The kid was already out of the saddle, wiping the dust off Bama's
flushed face.

Well, that was that. I couldn't just ride off and leave him, so I
helped get him back on his horse and we held him in the saddle for a
hundred yards or so until we came to a washed-out place in the side of
a hill. That was where we laid him out. Then I sent the kid out to look
for water.

“Bama.”

He didn't say anything. His face got as white as tallow, and it
seemed that he would go for minutes at a time without breathing. At
last he began to shake, and I knew the chills had started.

The kid came back with the water, but we didn't need it now. We
stripped the horses and piled the saddle blankets on top of Bama. We
lugged the silver into the wash and staked the horses out. Then we
settled down to wait.

Night came finally, and there was no change that I could see. My
stomach growled and knotted and ached, and I tried filling it up with
water, but that didn't help.

I said, “Get some sleep, kid. When you wake up in the morning it'll
be all over.”

But it wasn't. Bama was shaking when I went to sleep and he was still
shaking when I woke up. When the sun came up I took my rifle out again
and this time I came back with two rabbits.
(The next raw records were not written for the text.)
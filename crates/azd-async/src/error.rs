use thiserror::Error;

#[derive(Debug, Clone, PartialEq, Eq, Error)]
pub enum TaskError {
    #[error("task panicked: {0}")]
    Panicked(String),

    #[error("task was cancelled before completing")]
    Cancelled,
}
use std::sync::Arc;

use async_trait::async_trait;
use azd_azure::AccountService;
use azd_store::{EnvironmentStore, SharedEnvironment};
use tracing::debug;

use crate::console::{Console, ConsoleOptions};
use crate::error::{ProvisionError, ResultExt};

pub const SUBSCRIPTION_PROMPT: &str = "Select an Azure Subscription to use:";
pub const LOCATION_PROMPT: &str = "Select an Azure location to use:";

/// Asks the user to pick Azure coordinates.
#[async_trait]
pub trait Prompter: Send + Sync + 'static {
    async fn prompt_subscription(&self, message: &str) -> Result<String, ProvisionError>;

    async fn prompt_location(&self, subscription_id: &str, message: &str) -> Result<String, ProvisionError>;
}

/// [`Prompter`] that lists choices from the account service and asks through the console.
pub struct AccountPrompter {
    console: Arc<dyn Console>,
    accounts: Arc<dyn AccountService>,
}

impl AccountPrompter {
    pub fn new(console: Arc<dyn Console>, accounts: Arc<dyn AccountService>) -> Self {
        Self { console, accounts }
    }
}

#[async_trait]
impl Prompter for AccountPrompter {
    async fn prompt_subscription(&self, message: &str) -> Result<String, ProvisionError> {
        let mut subscriptions = self
            .accounts
            .subscriptions()
            .await
            .context("listing subscriptions")?;
        if subscriptions.is_empty() {
            return Err(ProvisionError::NotSupported(
                "no Azure subscriptions found for the signed-in account".into(),
            ));
        }
        subscriptions.sort_by(|a, b| a.display_name.to_lowercase().cmp(&b.display_name.to_lowercase()));

        let options = subscriptions
            .iter()
            .map(|s| format!("{} ({})", s.display_name, s.subscription_id))
            .collect();
        let index = self
            .console
            .select(ConsoleOptions::new(message).with_options(options))
            .await?;
        Ok(subscriptions[index].subscription_id.clone())
    }

    async fn prompt_location(&self, subscription_id: &str, message: &str) -> Result<String, ProvisionError> {
        let locations = self
            .accounts
            .locations(subscription_id)
            .await
            .context("listing locations")?;
        if locations.is_empty() {
            return Err(ProvisionError::NotSupported(format!(
                "no locations available for subscription {}",
                subscription_id
            )));
        }

        let options = locations
            .iter()
            .map(|l| format!("{} ({})", l.regional_display_name, l.name))
            .collect();
        let index = self
            .console
            .select(ConsoleOptions::new(message).with_options(options))
            .await?;
        Ok(locations[index].name.clone())
    }
}

/// Prompt for whichever of subscription and location the environment lacks,
/// saving after each answer. A fully configured environment is left alone.
pub async fn ensure_subscription_and_location(
    env: &SharedEnvironment,
    store: &dyn EnvironmentStore,
    prompter: &dyn Prompter,
) -> Result<(), ProvisionError> {
    let mut subscription_id = env.read().await.subscription_id();
    if subscription_id.is_empty() {
        subscription_id = prompter.prompt_subscription(SUBSCRIPTION_PROMPT).await?;
        let mut env = env.write().await;
        env.set_subscription_id(subscription_id.clone());
        store.save(&env).await.context("saving environment")?;
    }

    if env.read().await.location().is_empty() {
        let location = prompter.prompt_location(&subscription_id, LOCATION_PROMPT).await?;
        let mut env = env.write().await;
        env.set_location(location);
        store.save(&env).await.context("saving environment")?;
    }

    debug!(subscription_id = %subscription_id, "subscription and location configured");
    Ok(())
}
pub mod config;
pub mod error;
pub mod keys;
pub mod options;
pub mod types;

#[cfg(test)]
mod tests;

pub use config::ConfigTree;
pub use error::DomainError;
pub use options::Options;
pub use types::*;
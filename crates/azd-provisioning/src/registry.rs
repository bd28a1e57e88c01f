use std::collections::HashMap;

use azd_domain::ProviderKind;

use crate::error::ProvisionError;
use crate::provider::Provider;

type Factory = Box<dyn Fn() -> Box<dyn Provider> + Send + Sync>;

/// Maps a [`ProviderKind`] to a constructor for that provider.
///
/// Built once at startup and handed to the manager. Factories capture the
/// collaborators their provider needs, so creating a provider is infallible.
#[derive(Default)]
pub struct ProviderRegistry {
    factories: HashMap<ProviderKind, Factory>,
}

impl ProviderRegistry {
    pub fn new() -> Self {
        Self::default()
    }

    /// Register a factory for `kind`. Returns `&mut self` for chaining.
    pub fn register<F>(&mut self, kind: ProviderKind, factory: F) -> &mut Self
    where
        F: Fn() -> Box<dyn Provider> + Send + Sync + 'static,
    {
        self.factories.insert(kind, Box::new(factory));
        self
    }

    /// A fresh, uninitialized provider of `kind`.
    pub fn create(&self, kind: ProviderKind) -> Result<Box<dyn Provider>, ProvisionError> {
        self.factories
            .get(&kind)
            .map(|factory| factory())
            .ok_or(ProvisionError::ProviderNotRegistered(kind))
    }

    /// Every kind that has a registered factory.
    pub fn kinds(&self) -> Vec<ProviderKind> {
        let mut kinds: Vec<ProviderKind> = self.factories.keys().copied().collect();
        kinds.sort_by_key(|k| k.as_str());
        kinds
    }
}

impl std::fmt::Debug for ProviderRegistry {
    fn fmt(&self, f: &mut std::fmt::Formatter<'_>) -> std::fmt::Result {
        f.debug_struct("ProviderRegistry").field("kinds", &self.kinds()).finish()
    }
}
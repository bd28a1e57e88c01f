use async_trait::async_trait;
use serde::{Deserialize, Serialize};

use crate::error::AzureError;

#[derive(Debug, Clone, PartialEq, Eq, Serialize, Deserialize)]
#[serde(rename_all = "camelCase")]
pub struct Subscription {
    pub subscription_id: String,
    #[serde(default)]
    pub display_name: String,
    #[serde(default)]
    pub tenant_id: String,
}

#[derive(Debug, Clone, PartialEq, Eq, Serialize, Deserialize)]
#[serde(rename_all = "camelCase")]
pub struct Location {
    pub name: String,
    #[serde(default)]
    pub display_name: String,
    #[serde(default)]
    pub regional_display_name: String,
}

/// Subscriptions and regions visible to the signed-in principal.
#[async_trait]
pub trait AccountService: Send + Sync + 'static {
    async fn subscriptions(&self) -> Result<Vec<Subscription>, AzureError>;
    async fn locations(&self, subscription_id: &str) -> Result<Vec<Location>, AzureError>;
}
We skinned them and cooked them like the other time. Me and the kid
finished them off because Bama couldn't eat. He couldn't do anything
except lie there and shake.

The day dragged on somehow, and to pass the time I got to figuring on
our chances of getting out of this. I counted up and discovered that
about fifty-six hours had gone by since we left Marta and Papacito at
Three Mile Cave. Three days gone and we hadn't traveled more than
thirty miles at the outside. Three days. Marta could have got the word
all the way to Tucson in that length of time. More than likely a
detachment of cavalry was already headed south. Under forced march they
would be right in our front yard by this time tomorrow.

The future wasn't exactly bright. I made my mind up once to pull out
of there, but when the time came to do it I didn't have the guts for
it. For one thing, I wasn't at all sure that the kid would be willing
to leave Bama and come with me. And, too, I kept remembering Kreyler
and Bucky. It was Bama's time that we were living on now.

The next morning Bama began freezing with chills one minute and
burning with fever the next. He kept us busy piling blankets on him and
then taking them off and putting wet rags on his head. Along toward
noon he went to sleep again. The kid walked out in the sun and stood
there breathing in deep gulps of clean air. For a moment I thought he
was going to be sick.

“Isn't there anything we can do?” he said. “Anything at all?”

“We're doing everything we can.”

“But he's going to die, don't you see that?” There didn't seem to be
anything to say after that, so the kid went over and sat on a rock and
held his head in his hands. All this was new to him. He had never seen
a friend of his die like this before.

I found a rock for myself and sat down, wondering about the cavalry.
What if they had already picked up our trail? Well, it was too late to
worry about it now. We'd have to shoot it out with them, and if there
weren't too many of them maybe we'd have a chance after all. The kid
would be a help. He was good enough with a rifle, he had already proved
that in the smuggler raid. And thinking of that made me feel better.
We'd fight our way out of it somehow, just the two of us.

I don't know just when it was that those thoughts turned on me, but
suddenly I found myself thinking, And then what?

There would be more cavalry, and more U.S. marshals, and you couldn't
go on killing them forever. Where was it going to end?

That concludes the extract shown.